In the present case, our rulers have two problems on hand: One is to impress the people and the other is to please their supporters. By sustaining rapid economic growth, they will achieve the former. As for the second, they are relying on schemes of reservation of various types. Unfortunately, the two processes are not compatible. Rapid growth needs talented specialists and good education to train them; reservation needs exclusion of many of the most talented, and preferring the less talented. Faced with this dilemma, the rulers have opted for the latter in the hope excluding the most talented will cause less damage.

The problem does not stop there. In the matter of including the less talented, our rulers had two choices. One, get them the best possible education through best available teachers; two, push the exclusion principle further and exclude the best teachers in the hope a degree will be sufficient substitute for learning. The rulers have opted once again for the latter.

Poor grafting

Grafting is a well-known technique in agriculture for improving the quality of the output. When a branch of superior variety is grafted on to a plant of lower quality, the lowly plant produces high-quality fruits. Apparently, our rulers have no lesson to learn from this well-known process: They are grafting second-rate teachers onto students with poor background.

The result is, in the matter of school education, we are among the worst in the world. For two reasons, politically, it does not matter. One, the uneducated can be moulded into vote banks more easily than the educated. Two, less competent teachers make better organisers of vote banks. On the other hand, those who benefit from rapid growth are rarely grateful. How grateful to politicians are those who prosper in the IT industry compared to poor villagers are for a bottle of liquor?

Politicians of all hues are convinced that economic growth is secondary; caste politics is primary.
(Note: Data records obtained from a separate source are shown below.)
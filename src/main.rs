// main.rs

// --- External Crate Imports ---
use anyhow::{anyhow, Context, Error, Result};
use clap::Parser;
use indicatif::{ProgressBar, ProgressStyle};
use log::{info, warn};
use std::{
    fs::{self, File},
    io::{self, BufReader, Write},
    path::Path,
    time::{Duration, Instant},
};

use soft2pcl::resolve::{self, ColumnChooser, FixedChooser, KeywordChooser};
use soft2pcl::{assemble, emit};

// --- Main Function ---
fn main() -> Result<(), Error> {
    let total_time_start = Instant::now();
    let cli_args = cli::CliArgs::parse();

    // Initialize logger
    let log_level = cli_args
        .log_level
        .parse::<log::LevelFilter>()
        .unwrap_or_else(|_| {
            eprintln!(
                "Warning: Invalid log level '{}' provided. Defaulting to Info.",
                cli_args.log_level
            );
            log::LevelFilter::Info
        });
    env_logger::Builder::new()
        .filter_level(log_level)
        .format_timestamp_micros()
        .init();

    info!("Starting soft2pcl with args: {:?}", cli_args);

    // --- 1. Select the Column-Resolution Decision Source ---
    let config = match &cli_args.config {
        Some(path) => Some(cli::read_config(path)?),
        None => None,
    };
    let explicit = cli_args.explicit_columns()?;
    let interactive = config.is_none() && explicit.is_none() && !cli_args.auto;
    let mut chooser: Box<dyn ColumnChooser> = if let Some(cfg) = &config {
        info!(
            "Using column indices from config file: platform ({}, {}), sample ({}, {})",
            cfg.platform.id_col, cfg.platform.value_col, cfg.sample.id_col, cfg.sample.value_col
        );
        Box::new(FixedChooser {
            platform: cfg.platform,
            sample: cfg.sample,
        })
    } else if let Some((platform, sample)) = explicit {
        Box::new(FixedChooser { platform, sample })
    } else if cli_args.auto {
        info!("Detecting columns from table header keywords.");
        Box::new(KeywordChooser)
    } else {
        info!("No column configuration supplied; running interactive discovery.");
        Box::new(interactive::PromptChooser)
    };

    // --- 2. Pass 1: Resolve Subtable Columns & Collect Value Statistics ---
    let spinner = if interactive {
        None
    } else {
        Some(pass_spinner("pass 1: resolving table columns")?)
    };
    let first = resolve::resolve_columns(open_input(&cli_args.soft_file)?, chooser.as_mut())
        .with_context(|| format!("failed to parse {}", cli_args.soft_file.display()))?;
    if let Some(pb) = &spinner {
        pb.finish_and_clear();
    }
    info!(
        "Pass 1 complete: {} platform table resolution(s), {} sample(s); {} missing, {} exactly-zero and {} present values.",
        first.platform_columns.len(),
        first.sample_platform.len(),
        first.stats.missing,
        first.stats.zero,
        first.stats.present
    );

    // --- 3. Decide the Zeros-as-Missing Policy ---
    let zeros_as_missing = decide_zero_policy(&cli_args, config.as_ref(), &first, interactive)?;
    if zeros_as_missing {
        info!("Exact zeros will be treated as missing values.");
    } else {
        info!("Exact zeros will be kept as values.");
    }

    // --- 4. Pass 2: Assemble the Sample x Gene Matrix ---
    let spinner = if interactive {
        None
    } else {
        Some(pass_spinner("pass 2: assembling matrix")?)
    };
    let matrix = assemble::assemble(open_input(&cli_args.soft_file)?, &first)
        .with_context(|| format!("failed to parse {}", cli_args.soft_file.display()))?;
    if let Some(pb) = &spinner {
        pb.finish_and_clear();
    }
    info!(
        "Pass 2 complete: {} gene(s) across {} sample column(s), {} unmapped probe row(s).",
        matrix.genes.len(),
        matrix.samples.len(),
        matrix.unmapped_rows
    );
    if !matrix.skipped_samples.is_empty() {
        warn!(
            "{} sample(s) skipped (no usable platform): {:?}",
            matrix.skipped_samples.len(),
            matrix.skipped_samples
        );
    }

    // --- 5. Emit PCL ---
    // Staged in memory so a failed or cancelled run never leaves a partial
    // output file behind.
    let mut buf = Vec::new();
    emit::write_pcl(&mut buf, &matrix, &first.sample_title, zeros_as_missing)
        .context("failed to render PCL output")?;
    match &cli_args.out {
        Some(path) => {
            fs::write(path, &buf).with_context(|| format!("failed to write {}", path.display()))?;
            info!("Wrote {} bytes to {}.", buf.len(), path.display());
        }
        None => {
            io::stdout()
                .lock()
                .write_all(&buf)
                .context("failed to write PCL output to stdout")?;
        }
    }

    info!(
        "soft2pcl finished successfully in {:.2?}.",
        total_time_start.elapsed()
    );
    Ok(())
}

fn open_input(path: &Path) -> Result<BufReader<File>> {
    File::open(path)
        .map(BufReader::new)
        .with_context(|| format!("failed to open {}", path.display()))
}

fn pass_spinner(message: &'static str) -> Result<ProgressBar> {
    let style = ProgressStyle::default_spinner()
        .template("{spinner:.green} {msg} [{elapsed_precise}]")
        .map_err(|e| anyhow!("Failed to create progress bar style: {}", e))?;
    let pb = ProgressBar::new_spinner().with_style(style);
    pb.set_message(message);
    pb.enable_steady_tick(Duration::from_millis(120));
    Ok(pb)
}

fn decide_zero_policy(
    cli_args: &cli::CliArgs,
    config: Option<&cli::ConfigArgs>,
    first: &resolve::FirstPass,
    interactive_mode: bool,
) -> Result<bool> {
    let policy = match cli_args.zero_policy {
        Some(policy) => policy,
        None => match config {
            Some(cfg) => return Ok(cfg.zeros_as_missing),
            None if interactive_mode => cli::ZeroPolicy::Ask,
            None => cli::ZeroPolicy::Auto,
        },
    };
    let zeros = match policy {
        cli::ZeroPolicy::Keep => false,
        cli::ZeroPolicy::Missing => true,
        cli::ZeroPolicy::Auto => {
            let suggested = first.stats.suggest_zeros_as_missing();
            info!(
                "Zero policy heuristic: {} plain vs {} precise zero(s) -> zeros-as-missing = {}.",
                first.stats.zero_plain, first.stats.zero_precise, suggested
            );
            suggested
        }
        cli::ZeroPolicy::Ask => interactive::prompt_zero_policy(&first.stats)?,
    };
    Ok(zeros)
}

// --- Module Implementations ---

mod cli {
    use std::fs;
    use std::path::{Path, PathBuf};

    use anyhow::{anyhow, Context, Result};
    use clap::{Parser, ValueEnum};

    use soft2pcl::resolve::ColumnChoice;

    #[derive(Parser, Debug)]
    #[command(author, version, about = "Convert a GEO series-family SOFT file into a PCL expression matrix.", long_about = None, propagate_version = true)]
    pub(crate) struct CliArgs {
        /// GSE*_family.soft input file.
        pub(crate) soft_file: PathBuf,

        /// Output PCL file (stdout when omitted).
        #[arg(short, long = "out")]
        pub(crate) out: Option<PathBuf>,

        /// Five-line args file: platform probe column, platform gene column,
        /// sample probe column, sample value column, zeros-as-missing (0/1).
        #[arg(
            long,
            conflicts_with_all = ["platform_id_col", "platform_gene_col", "sample_id_col", "sample_value_col", "auto"]
        )]
        pub(crate) config: Option<PathBuf>,

        /// Platform annotation table: probe id column.
        #[arg(long)]
        pub(crate) platform_id_col: Option<i64>,

        /// Platform annotation table: gene name column.
        #[arg(long)]
        pub(crate) platform_gene_col: Option<i64>,

        /// Sample tables: probe id column.
        #[arg(long)]
        pub(crate) sample_id_col: Option<i64>,

        /// Sample tables: expression value column.
        #[arg(long)]
        pub(crate) sample_value_col: Option<i64>,

        /// Detect columns from table header keywords instead of prompting.
        #[arg(long, conflicts_with_all = ["platform_id_col", "platform_gene_col", "sample_id_col", "sample_value_col"])]
        pub(crate) auto: bool,

        /// How to treat exact zeros. Default: the config file's flag; else
        /// ask interactively in discovery mode, else the heuristic.
        #[arg(long, value_enum)]
        pub(crate) zero_policy: Option<ZeroPolicy>,

        #[arg(long, default_value = "Info")]
        pub(crate) log_level: String,
    }

    #[derive(ValueEnum, Debug, Clone, Copy, PartialEq, Eq)]
    pub(crate) enum ZeroPolicy {
        /// Emit zeros verbatim.
        Keep,
        /// Emit zeros as empty cells.
        Missing,
        /// Decide from the zero-form statistics of pass 1.
        Auto,
        /// Prompt, showing the accumulated statistics.
        Ask,
    }

    #[derive(Debug, Clone, Copy)]
    pub(crate) struct ConfigArgs {
        pub(crate) platform: ColumnChoice,
        pub(crate) sample: ColumnChoice,
        pub(crate) zeros_as_missing: bool,
    }

    impl CliArgs {
        /// The four explicit column flags are all-or-nothing.
        pub(crate) fn explicit_columns(&self) -> Result<Option<(ColumnChoice, ColumnChoice)>> {
            let cols = [
                self.platform_id_col,
                self.platform_gene_col,
                self.sample_id_col,
                self.sample_value_col,
            ];
            if cols.iter().all(Option::is_none) {
                return Ok(None);
            }
            let [Some(platform_id), Some(platform_gene), Some(sample_id), Some(sample_value)] =
                cols
            else {
                return Err(anyhow!(
                    "--platform-id-col, --platform-gene-col, --sample-id-col and --sample-value-col must be given together"
                ));
            };
            Ok(Some((
                ColumnChoice {
                    id_col: platform_id,
                    value_col: platform_gene,
                },
                ColumnChoice {
                    id_col: sample_id,
                    value_col: sample_value,
                },
            )))
        }
    }

    pub(crate) fn read_config(path: &Path) -> Result<ConfigArgs> {
        let text = fs::read_to_string(path)
            .with_context(|| format!("failed to read config file {}", path.display()))?;
        parse_config(&text).with_context(|| format!("invalid config file {}", path.display()))
    }

    pub(crate) fn parse_config(text: &str) -> Result<ConfigArgs> {
        let mut values = text
            .lines()
            .map(str::trim)
            .filter(|line| !line.is_empty())
            .map(|line| {
                line.parse::<i64>()
                    .with_context(|| format!("invalid integer '{}'", line))
            });
        let mut next = |what: &str| -> Result<i64> {
            values
                .next()
                .ok_or_else(|| anyhow!("missing the {} line", what))?
        };
        let platform_id = next("platform probe column")?;
        let platform_gene = next("platform gene column")?;
        let sample_id = next("sample probe column")?;
        let sample_value = next("sample value column")?;
        let zeros = next("zeros-as-missing flag")?;
        Ok(ConfigArgs {
            platform: ColumnChoice {
                id_col: platform_id,
                value_col: platform_gene,
            },
            sample: ColumnChoice {
                id_col: sample_id,
                value_col: sample_value,
            },
            zeros_as_missing: zeros == 1,
        })
    }
}

mod interactive {
    use std::io::{self, BufRead};

    use soft2pcl::error::ParseError;
    use soft2pcl::resolve::{
        format_column_preview, ColumnChoice, ColumnChooser, MissingValueStats,
    };

    /// Interactive discovery mode: the transposed column preview goes to
    /// stderr and indices are read from stdin, once per platform per table
    /// family. This is the only terminal I/O in the whole converter.
    pub(crate) struct PromptChooser;

    fn prompt_index(question: &str) -> Result<i64, ParseError> {
        let stdin = io::stdin();
        loop {
            eprint!("{question} ");
            let mut line = String::new();
            if stdin.lock().read_line(&mut line)? == 0 {
                return Err(ParseError::Cancelled {
                    section: "interactive input".to_string(),
                });
            }
            match line.trim().parse::<i64>() {
                Ok(index) => return Ok(index),
                Err(_) => eprintln!("Please enter an integer (negative cancels)."),
            }
        }
    }

    impl ColumnChooser for PromptChooser {
        fn choose_platform_columns(
            &mut self,
            platform_id: &str,
            rows: &[Vec<String>],
        ) -> Result<ColumnChoice, ParseError> {
            eprintln!("Columns for platform {platform_id}");
            eprint!("{}", format_column_preview(rows));
            let id_col = prompt_index("Which column contains the probe ID?")?;
            let value_col = prompt_index("Which column contains the gene names?")?;
            Ok(ColumnChoice { id_col, value_col })
        }

        fn choose_sample_columns(
            &mut self,
            platform_id: &str,
            sample_id: &str,
            rows: &[Vec<String>],
        ) -> Result<ColumnChoice, ParseError> {
            eprintln!("Columns for sample {sample_id} using platform {platform_id}");
            eprint!("{}", format_column_preview(rows));
            let id_col = prompt_index("Which column contains the probe ID?")?;
            let value_col = prompt_index("Which column contains the expression values?")?;
            Ok(ColumnChoice { id_col, value_col })
        }
    }

    pub(crate) fn prompt_zero_policy(stats: &MissingValueStats) -> Result<bool, ParseError> {
        eprintln!(
            "\nThere are {} missing values, and {} exactly zero values",
            stats.missing, stats.zero
        );
        let answer = prompt_index("Treat exact zeros as missing values (0=no, 1=yes)?")?;
        if answer < 0 {
            return Err(ParseError::Cancelled {
                section: "zero policy".to_string(),
            });
        }
        Ok(answer == 1)
    }
}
There is next to no possibility that this attitude will change. There is next to no hope that politicians will allow quality in education. As education has become more a business controlled by politicians than service provided by altruistic entrepreneurs, we cannot expect much from educators either. Hence, in its own self-interest, the corporate sector should take the initiative to stem the decline in education.

Experience in the past 15 years has confirmed that competition works. As we have seen in telecommunications and in a host of other products, competition improves quality and simultaneously reduces prices. Competition should help education too similarly.

In the matter of economic growth, our greatest concern is about the relatively few who are required to occupy leadership positions and provide difficult skills. The numbers needed are not large. Current excitement is all about the corporate sector which employs barely 3-4 per cent of the total workforce, no more than a hundred thousand new entrants a year in critical positions. Hence, it is enough if we concentrate our attention on creating a relatively small talent pool.

Then, can, and should, the corporate sector intervene and ensure on its own that enough competent hands and brains will be available to meet its future needs?

Competition among schools

The idea of education vouchers has been going around as a means of introducing competition among schools. In that case, the government does not fund schools directly; instead, it provides vouchers to students who can use them to pay fees in a school of their choice. Once vouchers come into vogue, schools (and teachers) will survive only by attracting students, by providing quality education.

To teachers (and the government) vouchers are an anathema because it transfers powers from their hands into those of parents. It is unlikely that the idea will be accepted if for no reason the government does not want to displease teachers. On the other hand, without causing much umbrage, the corporate sector can give vouchers to a select few, enough in numbers to ensure the required size of talent. Even then, it should be so designed that it will not be rejected the way the government rebuffed private industry when it wanted to fund IITs and IIMs.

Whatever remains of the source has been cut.